Task to carry out:
An exact copy of every entry is the required answer.

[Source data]
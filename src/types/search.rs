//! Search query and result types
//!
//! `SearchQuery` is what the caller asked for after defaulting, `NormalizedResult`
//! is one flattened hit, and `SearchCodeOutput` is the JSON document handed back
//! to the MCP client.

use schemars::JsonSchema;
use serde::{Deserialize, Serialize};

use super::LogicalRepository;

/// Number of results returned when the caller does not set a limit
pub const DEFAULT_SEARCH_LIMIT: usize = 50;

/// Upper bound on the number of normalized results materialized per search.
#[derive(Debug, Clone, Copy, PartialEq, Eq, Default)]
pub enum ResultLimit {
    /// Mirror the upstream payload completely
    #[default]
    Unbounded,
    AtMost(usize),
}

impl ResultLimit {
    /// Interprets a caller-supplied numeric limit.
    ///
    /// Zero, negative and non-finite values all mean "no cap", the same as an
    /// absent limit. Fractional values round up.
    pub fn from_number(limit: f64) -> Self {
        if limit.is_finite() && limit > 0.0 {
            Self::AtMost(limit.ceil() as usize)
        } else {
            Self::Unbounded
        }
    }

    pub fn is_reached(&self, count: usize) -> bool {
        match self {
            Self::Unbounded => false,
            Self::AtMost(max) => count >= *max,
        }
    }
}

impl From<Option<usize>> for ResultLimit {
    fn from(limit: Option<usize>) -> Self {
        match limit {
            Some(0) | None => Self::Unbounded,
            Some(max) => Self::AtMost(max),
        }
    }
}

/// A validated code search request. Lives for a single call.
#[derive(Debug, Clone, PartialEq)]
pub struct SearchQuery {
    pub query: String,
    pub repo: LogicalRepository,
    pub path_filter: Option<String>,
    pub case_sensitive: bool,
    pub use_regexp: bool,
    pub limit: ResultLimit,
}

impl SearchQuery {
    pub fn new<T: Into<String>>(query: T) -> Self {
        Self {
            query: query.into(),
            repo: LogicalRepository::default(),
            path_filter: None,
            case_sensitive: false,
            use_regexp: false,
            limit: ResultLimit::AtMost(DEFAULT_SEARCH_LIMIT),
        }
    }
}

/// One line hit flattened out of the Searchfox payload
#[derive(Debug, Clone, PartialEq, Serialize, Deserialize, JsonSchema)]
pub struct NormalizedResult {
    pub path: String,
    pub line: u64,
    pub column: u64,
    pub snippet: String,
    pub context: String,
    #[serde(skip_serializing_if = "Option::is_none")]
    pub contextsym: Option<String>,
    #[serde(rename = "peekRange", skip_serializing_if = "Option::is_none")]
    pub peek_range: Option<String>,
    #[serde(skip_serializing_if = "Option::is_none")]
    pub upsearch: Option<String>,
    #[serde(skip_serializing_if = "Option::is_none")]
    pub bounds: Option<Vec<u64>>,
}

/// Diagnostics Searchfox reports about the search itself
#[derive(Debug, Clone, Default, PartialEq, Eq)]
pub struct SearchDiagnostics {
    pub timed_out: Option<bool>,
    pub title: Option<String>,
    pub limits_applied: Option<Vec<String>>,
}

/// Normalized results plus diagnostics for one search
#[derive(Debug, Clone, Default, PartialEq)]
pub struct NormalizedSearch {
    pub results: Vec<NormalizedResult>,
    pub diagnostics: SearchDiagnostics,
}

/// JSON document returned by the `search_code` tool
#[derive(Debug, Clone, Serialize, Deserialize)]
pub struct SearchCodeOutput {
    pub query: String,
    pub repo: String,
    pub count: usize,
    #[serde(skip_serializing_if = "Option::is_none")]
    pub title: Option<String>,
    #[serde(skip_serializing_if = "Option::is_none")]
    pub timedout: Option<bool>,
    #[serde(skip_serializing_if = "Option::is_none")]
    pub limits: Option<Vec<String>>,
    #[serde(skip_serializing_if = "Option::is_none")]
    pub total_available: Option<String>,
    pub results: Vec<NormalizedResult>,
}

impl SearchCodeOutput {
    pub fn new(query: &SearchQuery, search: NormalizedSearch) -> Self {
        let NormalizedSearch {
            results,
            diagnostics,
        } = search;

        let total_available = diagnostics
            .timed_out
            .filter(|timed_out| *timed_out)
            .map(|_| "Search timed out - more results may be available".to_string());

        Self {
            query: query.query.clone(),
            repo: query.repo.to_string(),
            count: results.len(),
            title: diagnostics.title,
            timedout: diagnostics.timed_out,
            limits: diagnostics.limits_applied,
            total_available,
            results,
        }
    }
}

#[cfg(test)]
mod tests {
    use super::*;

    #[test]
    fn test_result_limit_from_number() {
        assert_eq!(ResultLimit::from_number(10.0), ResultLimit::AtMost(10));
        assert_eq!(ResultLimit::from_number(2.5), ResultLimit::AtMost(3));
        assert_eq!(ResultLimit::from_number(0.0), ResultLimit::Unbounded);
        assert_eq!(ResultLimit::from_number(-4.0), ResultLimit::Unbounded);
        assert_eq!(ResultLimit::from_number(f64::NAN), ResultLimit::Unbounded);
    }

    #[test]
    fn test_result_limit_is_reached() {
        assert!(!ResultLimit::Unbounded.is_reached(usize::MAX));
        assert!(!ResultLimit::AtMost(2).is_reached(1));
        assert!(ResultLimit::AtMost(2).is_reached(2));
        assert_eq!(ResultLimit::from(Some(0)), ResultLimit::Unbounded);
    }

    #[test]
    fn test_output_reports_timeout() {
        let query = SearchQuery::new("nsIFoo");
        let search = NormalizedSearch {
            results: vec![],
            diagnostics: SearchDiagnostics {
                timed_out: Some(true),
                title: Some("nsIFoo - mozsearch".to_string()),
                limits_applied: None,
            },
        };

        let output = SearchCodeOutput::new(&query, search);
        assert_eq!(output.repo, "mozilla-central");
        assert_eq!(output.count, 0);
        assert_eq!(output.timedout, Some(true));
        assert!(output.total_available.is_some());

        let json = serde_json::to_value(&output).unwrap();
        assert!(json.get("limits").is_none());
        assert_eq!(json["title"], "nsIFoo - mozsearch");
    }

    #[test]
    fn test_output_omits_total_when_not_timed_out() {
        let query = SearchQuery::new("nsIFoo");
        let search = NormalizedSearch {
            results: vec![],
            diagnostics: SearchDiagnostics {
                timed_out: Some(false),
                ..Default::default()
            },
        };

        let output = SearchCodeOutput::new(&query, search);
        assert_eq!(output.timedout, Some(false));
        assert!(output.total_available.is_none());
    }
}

Result:
filename src/types/search.rs
//! Search query and result types
//!
//! `SearchQuery` is what the caller asked for after defaulting, `NormalizedResult`
//! is one flattened hit, and `SearchCodeOutput` is the JSON document handed back
//! to the MCP client.

use schemars::JsonSchema;
use serde::{Deserialize, Serialize};

use super::LogicalRepository;

/// Number of results returned when the caller does not set a limit
pub const DEFAULT_SEARCH_LIMIT: usize = 50;

/// Upper bound on the number of normalized results materialized per search.
#[derive(Debug, Clone, Copy, PartialEq, Eq, Default)]
pub enum ResultLimit {
    /// Mirror the upstream payload completely
    #[default]
    Unbounded,
    AtMost(usize),
}

impl ResultLimit {
    /// Interprets a caller-supplied numeric limit.
    ///
    /// Zero, negative and non-finite values all mean "no cap", the same as an
    /// absent limit. Fractional values round up.
    pub fn from_number(limit: f64) -> Self {
        if limit.is_finite() && limit > 0.0 {
            Self::AtMost(limit.ceil() as usize)
        } else {
            Self::Unbounded
        }
    }

    pub fn is_reached(&self, count: usize) -> bool {
        match self {
            Self::Unbounded => false,
            Self::AtMost(max) => count >= *max,
        }
    }
}

impl From<Option<usize>> for ResultLimit {
    fn from(limit: Option<usize>) -> Self {
        match limit {
            Some(0) | None => Self::Unbounded,
            Some(max) => Self::AtMost(max),
        }
    }
}

/// A validated code search request. Lives for a single call.
#[derive(Debug, Clone, PartialEq)]
pub struct SearchQuery {
    pub query: String,
    pub repo: LogicalRepository,
    pub path_filter: Option<String>,
    pub case_sensitive: bool,
    pub use_regexp: bool,
    pub limit: ResultLimit,
}

impl SearchQuery {
    pub fn new<T: Into<String>>(query: T) -> Self {
        Self {
            query: query.into(),
            repo: LogicalRepository::default(),
            path_filter: None,
            case_sensitive: false,
            use_regexp: false,
            limit: ResultLimit::AtMost(DEFAULT_SEARCH_LIMIT),
        }
    }
}

/// One line hit flattened out of the Searchfox payload
#[derive(Debug, Clone, PartialEq, Serialize, Deserialize, JsonSchema)]
pub struct NormalizedResult {
    pub path: String,
    pub line: u64,
    pub column: u64,
    pub snippet: String,
    pub context: String,
    #[serde(skip_serializing_if = "Option::is_none")]
    pub contextsym: Option<String>,
    #[serde(rename = "peekRange", skip_serializing_if = "Option::is_none")]
    pub peek_range: Option<String>,
    #[serde(skip_serializing_if = "Option::is_none")]
    pub upsearch: Option<String>,
    #[serde(skip_serializing_if = "Option::is_none")]
    pub bounds: Option<Vec<u64>>,
}

/// Diagnostics Searchfox reports about the search itself
#[derive(Debug, Clone, Default, PartialEq, Eq)]
pub struct SearchDiagnostics {
    pub timed_out: Option<bool>,
    pub title: Option<String>,
    pub limits_applied: Option<Vec<String>>,
}

/// Normalized results plus diagnostics for one search
#[derive(Debug, Clone, Default, PartialEq)]
pub struct NormalizedSearch {
    pub results: Vec<NormalizedResult>,
    pub diagnostics: SearchDiagnostics,
}

/// JSON document returned by the `search_code` tool
#[derive(Debug, Clone, Serialize, Deserialize)]
pub struct SearchCodeOutput {
    pub query: String,
    pub repo: String,
    pub count: usize,
    #[serde(skip_serializing_if = "Option::is_none")]
    pub title: Option<String>,
    #[serde(skip_serializing_if = "Option::is_none")]
    pub timedout: Option<bool>,
    #[serde(skip_serializing_if = "Option::is_none")]
    pub limits: Option<Vec<String>>,
    #[serde(skip_serializing_if = "Option::is_none")]
    pub total_available: Option<String>,
    pub results: Vec<NormalizedResult>,
}

impl SearchCodeOutput {
    pub fn new(query: &SearchQuery, search: NormalizedSearch) -> Self {
        let NormalizedSearch {
            results,
            diagnostics,
        } = search;

        let total_available = diagnostics
            .timed_out
            .filter(|timed_out| *timed_out)
            .map(|_| "Search timed out - more results may be available".to_string());

        Self {
            query: query.query.clone(),
            repo: query.repo.to_string(),
            count: results.len(),
            title: diagnostics.title,
            timedout: diagnostics.timed_out,
            limits: diagnostics.limits_applied,
            total_available,
            results,
        }
    }
}

#[cfg(test)]
mod tests {
    use super::*;

    #[test]
    fn test_result_limit_from_number() {
        assert_eq!(ResultLimit::from_number(10.0), ResultLimit::AtMost(10));
        assert_eq!(ResultLimit::from_number(2.5), ResultLimit::AtMost(3));
        assert_eq!(ResultLimit::from_number(0.0), ResultLimit::Unbounded);
        assert_eq!(ResultLimit::from_number(-4.0), ResultLimit::Unbounded);
        assert_eq!(ResultLimit::from_number(f64::NAN), ResultLimit::Unbounded);
    }

    #[test]
    fn test_result_limit_is_reached() {
        assert!(!ResultLimit::Unbounded.is_reached(usize::MAX));
        assert!(!ResultLimit::AtMost(2).is_reached(1));
        assert!(ResultLimit::AtMost(2).is_reached(2));
        assert_eq!(ResultLimit::from(Some(0)), ResultLimit::Unbounded);
    }

    #[test]
    fn test_output_reports_timeout() {
        let query = SearchQuery::new("nsIFoo");
        let search = NormalizedSearch {
            results: vec![],
            diagnostics: SearchDiagnostics {
                timed_out: Some(true),
                title: Some("nsIFoo - mozsearch".to_string()),
                limits_applied: None,
            },
        };

        let output = SearchCodeOutput::new(&query, search);
        assert_eq!(output.repo, "mozilla-central");
        assert_eq!(output.count, 0);
        assert_eq!(output.timedout, Some(true));
        assert!(output.total_available.is_some());

        let json = serde_json::to_value(&output).unwrap();
        assert!(json.get("limits").is_none());
        assert_eq!(json["title"], "nsIFoo - mozsearch");
    }

    #[test]
    fn test_output_omits_total_when_not_timed_out() {
        let query = SearchQuery::new("nsIFoo");
        let search = NormalizedSearch {
            results: vec![],
            diagnostics: SearchDiagnostics {
                timed_out: Some(false),
                ..Default::default()
            },
        };

        let output = SearchCodeOutput::new(&query, search);
        assert_eq!(output.timedout, Some(false));
        assert!(output.total_available.is_none());
    }
}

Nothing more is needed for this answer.